The records below must be retyped exactly.

**** Dataset

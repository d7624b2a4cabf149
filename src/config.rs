//! Kernel configuration.
//!
//! Everything the applier needs to know about its environment is passed in
//! explicitly; nothing is read from ambient globals after start-up.
//!
//! ## Environment variables
//!
//! - `DIAMOND_ADDRESS`: proxy whose routing table is managed
//! - `CONFIRMATION_TIMEOUT_SECS`: how long to wait for a batch outcome (default: 120)
//! - `REGISTRY_PATH`: JSON file holding the persisted registry
//! - `DRIFT_CHECK`: re-read the routing table before submitting (default: true)

use std::path::PathBuf;
use std::time::Duration;

use serde::{Deserialize, Serialize};
use tracing::warn;

use crate::types::FacetAddress;

/// Default confirmation timeout in seconds.
pub const DEFAULT_CONFIRMATION_TIMEOUT_SECS: u64 = 120;

/// Settings for the cut applier.
#[derive(Debug, Clone, PartialEq, Eq, Serialize, Deserialize)]
pub struct ApplierConfig {
    /// Upper bound on waiting for a batch outcome.
    #[serde(with = "duration_secs")]
    pub confirmation_timeout: Duration,
    /// Re-read the live routing table and compare it with the plan's base
    /// before submitting.
    pub drift_check: bool,
}

impl Default for ApplierConfig {
    fn default() -> Self {
        Self {
            confirmation_timeout: Duration::from_secs(DEFAULT_CONFIRMATION_TIMEOUT_SECS),
            drift_check: true,
        }
    }
}

/// Top-level kernel configuration.
#[derive(Debug, Clone, Default, PartialEq, Eq, Serialize, Deserialize)]
pub struct KernelConfig {
    /// Proxy whose routing table is managed.
    pub diamond_address: Option<FacetAddress>,
    /// Where the registry is persisted; `None` keeps it in memory only.
    pub registry_path: Option<PathBuf>,
    /// Applier settings.
    #[serde(default)]
    pub applier: ApplierConfig,
}

impl KernelConfig {
    /// Load configuration from environment variables, falling back to
    /// defaults (with a warning) for anything missing or malformed.
    pub fn from_env() -> Self {
        Self::from_lookup(|key| std::env::var(key).ok())
    }

    /// Load configuration through an arbitrary key lookup.
    pub fn from_lookup<F>(lookup: F) -> Self
    where
        F: Fn(&str) -> Option<String>,
    {
        let diamond_address = lookup("DIAMOND_ADDRESS").and_then(|raw| {
            FacetAddress::from_hex(&raw)
                .map_err(|e| warn!(error = %e, "DIAMOND_ADDRESS is invalid, ignoring"))
                .ok()
        });
        if diamond_address.is_none() {
            warn!("DIAMOND_ADDRESS not set; the applier cannot be started without it");
        }

        let confirmation_timeout = match lookup("CONFIRMATION_TIMEOUT_SECS") {
            Some(raw) => match raw.parse::<u64>() {
                Ok(secs) if secs > 0 => Duration::from_secs(secs),
                _ => {
                    warn!(value = %raw, "CONFIRMATION_TIMEOUT_SECS invalid, using default");
                    Duration::from_secs(DEFAULT_CONFIRMATION_TIMEOUT_SECS)
                }
            },
            None => Duration::from_secs(DEFAULT_CONFIRMATION_TIMEOUT_SECS),
        };

        let drift_check = match lookup("DRIFT_CHECK").as_deref() {
            None => true,
            Some("1" | "true" | "yes" | "on") => true,
            Some("0" | "false" | "no" | "off") => {
                warn!("DRIFT_CHECK disabled: stale plans will only be caught by the routing table");
                false
            }
            Some(other) => {
                warn!(value = %other, "DRIFT_CHECK not understood, keeping it enabled");
                true
            }
        };

        Self {
            diamond_address,
            registry_path: lookup("REGISTRY_PATH").map(PathBuf::from),
            applier: ApplierConfig {
                confirmation_timeout,
                drift_check,
            },
        }
    }
}

mod duration_secs {
    use std::time::Duration;

    use serde::{Deserialize, Deserializer, Serializer};

    pub fn serialize<S: Serializer>(value: &Duration, serializer: S) -> Result<S::Ok, S::Error> {
        serializer.serialize_u64(value.as_secs())
    }

    pub fn deserialize<'de, D: Deserializer<'de>>(deserializer: D) -> Result<Duration, D::Error> {
        u64::deserialize(deserializer).map(Duration::from_secs)
    }
}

********

Answer to this problem →
repository d7624b2a4cabf149
filename src/config.rs
//! Kernel configuration.
//!
//! Everything the applier needs to know about its environment is passed in
//! explicitly; nothing is read from ambient globals after start-up.
//!
//! ## Environment variables
//!
//! - `DIAMOND_ADDRESS`: proxy whose routing table is managed
//! - `CONFIRMATION_TIMEOUT_SECS`: how long to wait for a batch outcome (default: 120)
//! - `REGISTRY_PATH`: JSON file holding the persisted registry
//! - `DRIFT_CHECK`: re-read the routing table before submitting (default: true)

use std::path::PathBuf;
use std::time::Duration;

use serde::{Deserialize, Serialize};
use tracing::warn;

use crate::types::FacetAddress;

/// Default confirmation timeout in seconds.
pub const DEFAULT_CONFIRMATION_TIMEOUT_SECS: u64 = 120;

/// Settings for the cut applier.
#[derive(Debug, Clone, PartialEq, Eq, Serialize, Deserialize)]
pub struct ApplierConfig {
    /// Upper bound on waiting for a batch outcome.
    #[serde(with = "duration_secs")]
    pub confirmation_timeout: Duration,
    /// Re-read the live routing table and compare it with the plan's base
    /// before submitting.
    pub drift_check: bool,
}

impl Default for ApplierConfig {
    fn default() -> Self {
        Self {
            confirmation_timeout: Duration::from_secs(DEFAULT_CONFIRMATION_TIMEOUT_SECS),
            drift_check: true,
        }
    }
}

/// Top-level kernel configuration.
#[derive(Debug, Clone, Default, PartialEq, Eq, Serialize, Deserialize)]
pub struct KernelConfig {
    /// Proxy whose routing table is managed.
    pub diamond_address: Option<FacetAddress>,
    /// Where the registry is persisted; `None` keeps it in memory only.
    pub registry_path: Option<PathBuf>,
    /// Applier settings.
    #[serde(default)]
    pub applier: ApplierConfig,
}

impl KernelConfig {
    /// Load configuration from environment variables, falling back to
    /// defaults (with a warning) for anything missing or malformed.
    pub fn from_env() -> Self {
        Self::from_lookup(|key| std::env::var(key).ok())
    }

    /// Load configuration through an arbitrary key lookup.
    pub fn from_lookup<F>(lookup: F) -> Self
    where
        F: Fn(&str) -> Option<String>,
    {
        let diamond_address = lookup("DIAMOND_ADDRESS").and_then(|raw| {
            FacetAddress::from_hex(&raw)
                .map_err(|e| warn!(error = %e, "DIAMOND_ADDRESS is invalid, ignoring"))
                .ok()
        });
        if diamond_address.is_none() {
            warn!("DIAMOND_ADDRESS not set; the applier cannot be started without it");
        }

        let confirmation_timeout = match lookup("CONFIRMATION_TIMEOUT_SECS") {
            Some(raw) => match raw.parse::<u64>() {
                Ok(secs) if secs > 0 => Duration::from_secs(secs),
                _ => {
                    warn!(value = %raw, "CONFIRMATION_TIMEOUT_SECS invalid, using default");
                    Duration::from_secs(DEFAULT_CONFIRMATION_TIMEOUT_SECS)
                }
            },
            None => Duration::from_secs(DEFAULT_CONFIRMATION_TIMEOUT_SECS),
        };

        let drift_check = match lookup("DRIFT_CHECK").as_deref() {
            None => true,
            Some("1" | "true" | "yes" | "on") => true,
            Some("0" | "false" | "no" | "off") => {
                warn!("DRIFT_CHECK disabled: stale plans will only be caught by the routing table");
                false
            }
            Some(other) => {
                warn!(value = %other, "DRIFT_CHECK not understood, keeping it enabled");
                true
            }
        };

        Self {
            diamond_address,
            registry_path: lookup("REGISTRY_PATH").map(PathBuf::from),
            applier: ApplierConfig {
                confirmation_timeout,
                drift_check,
            },
        }
    }
}

mod duration_secs {
    use std::time::Duration;

    use serde::{Deserialize, Deserializer, Serializer};

    pub fn serialize<S: Serializer>(value: &Duration, serializer: S) -> Result<S::Ok, S::Error> {
        serializer.serialize_u64(value.as_secs())
    }

    pub fn deserialize<'de, D: Deserializer<'de>>(deserializer: D) -> Result<Duration, D::Error> {
        u64::deserialize(deserializer).map(Duration::from_secs)
    }
}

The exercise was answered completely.